I’ve just recently started learning Go, and let me tell you – it has been an enjoyable experience. If you’re curious about Go (Go-curious?), then this post is for you.

Go is a general purpose programming language. I’ll defer a more concise description of the language to the website for Go:

Go is expressive, concise, clean, and efficient. Its concurrency mechanisms make it easy to write programs that get the most out of multicore and networked machines, while its novel type system enables flexible and modular program construction. Go compiles quickly to machine code yet has the convenience of garbage collection and the power of run-time reflection. It’s a fast, statically typed, compiled language that feels like a dynamically typed, interpreted language.

I don’t think I could have said it better myself. The language has a wonderful set of tools such as the “go get” command, which retrieves dependencies for you and installs them locally such that they are in your Go development path. There is also the “gofmt” tool, which automatically formats your code, removing an all-too-often point of contention between developers – code style.
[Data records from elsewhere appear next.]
//! End-to-end flows: load, combine or join, and prepare output

pub mod audit;

use tracing::info;

use crate::category::CategorySplitter;
use crate::combine::Combiner;
use crate::config::{Config, DedupPolicy};
use crate::error::{Error, Result};
use crate::model::Table;
use crate::parser::{LoadOptions, ParserFactory, Source};

pub use audit::{process_audit_log, AuditLogConfig};

/// Result table of a merge plus the number of rows read
#[derive(Debug, Clone)]
pub struct MergeOutcome {
    pub table: Table,
    pub input_rows: usize,
}

/// Load every source with the same options, combine them and optionally
/// split the categories column.
///
/// Either every source loads and the merged table is returned, or the first
/// failure is.
pub fn merge_sources(sources: &[Source], config: &Config) -> Result<MergeOutcome> {
    if sources.is_empty() {
        return Err(Error::NoInput);
    }

    let factory = ParserFactory::new();
    let options = LoadOptions::from(config);
    let tables = sources
        .iter()
        .map(|source| factory.load(source, &options))
        .collect::<Result<Vec<_>>>()?;
    let input_rows = tables.iter().map(Table::row_count).sum();

    let combiner = Combiner::new(config.dedup_policy).with_key_columns(config.key_columns.clone());
    let mut table = combiner.combine(tables)?;

    if config.split_categories {
        table = CategorySplitter::new().apply(table);
    }

    info!(
        files = sources.len(),
        input_rows,
        output_rows = table.row_count(),
        policy = %config.dedup_policy,
        "merged files"
    );
    Ok(MergeOutcome { table, input_rows })
}

/// Merge seller SKU exports: `;`-separated files restricted to the SKU
/// columns, keyed on seller name and SKU for field merging
pub fn merge_skus(sources: &[Source], policy: DedupPolicy) -> Result<MergeOutcome> {
    merge_sources(sources, &Config::sku_merge().with_dedup_policy(policy))
}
Go also features pointers so that you can pass arguments to a function or method by value or by reference. However, there is not currently any support for pointer arithmetic.

There are also slices, which are a data type that represents a subsection of an array – slices make it very easy and convenient to work with arrays. Under the hood, slices are essentially structures (a ‘struct’, for those readers familiar with C) which contain a reference to the first element of the slice (array subsection) and a length property. If you’re familiar with Python, a Go slice, at least on a functional level, is practically identical to a Python slice.

Go also has a very rich regular expression package. Not only does it have a large collection of methods to choose from, but the regular expression implementation provided in the standard library is guaranteed to run in linear time in relation to the size of the input.

In terms of reserved words/keywords of the language itself, you could likely learn them all in a weekend. It is a fairly compact core language with a very extensive standard library. Overall, I’m quite impressed with the language. It is feasible to learn the language (although mastery is a different issue) over the span of a weekend if you have enough free time.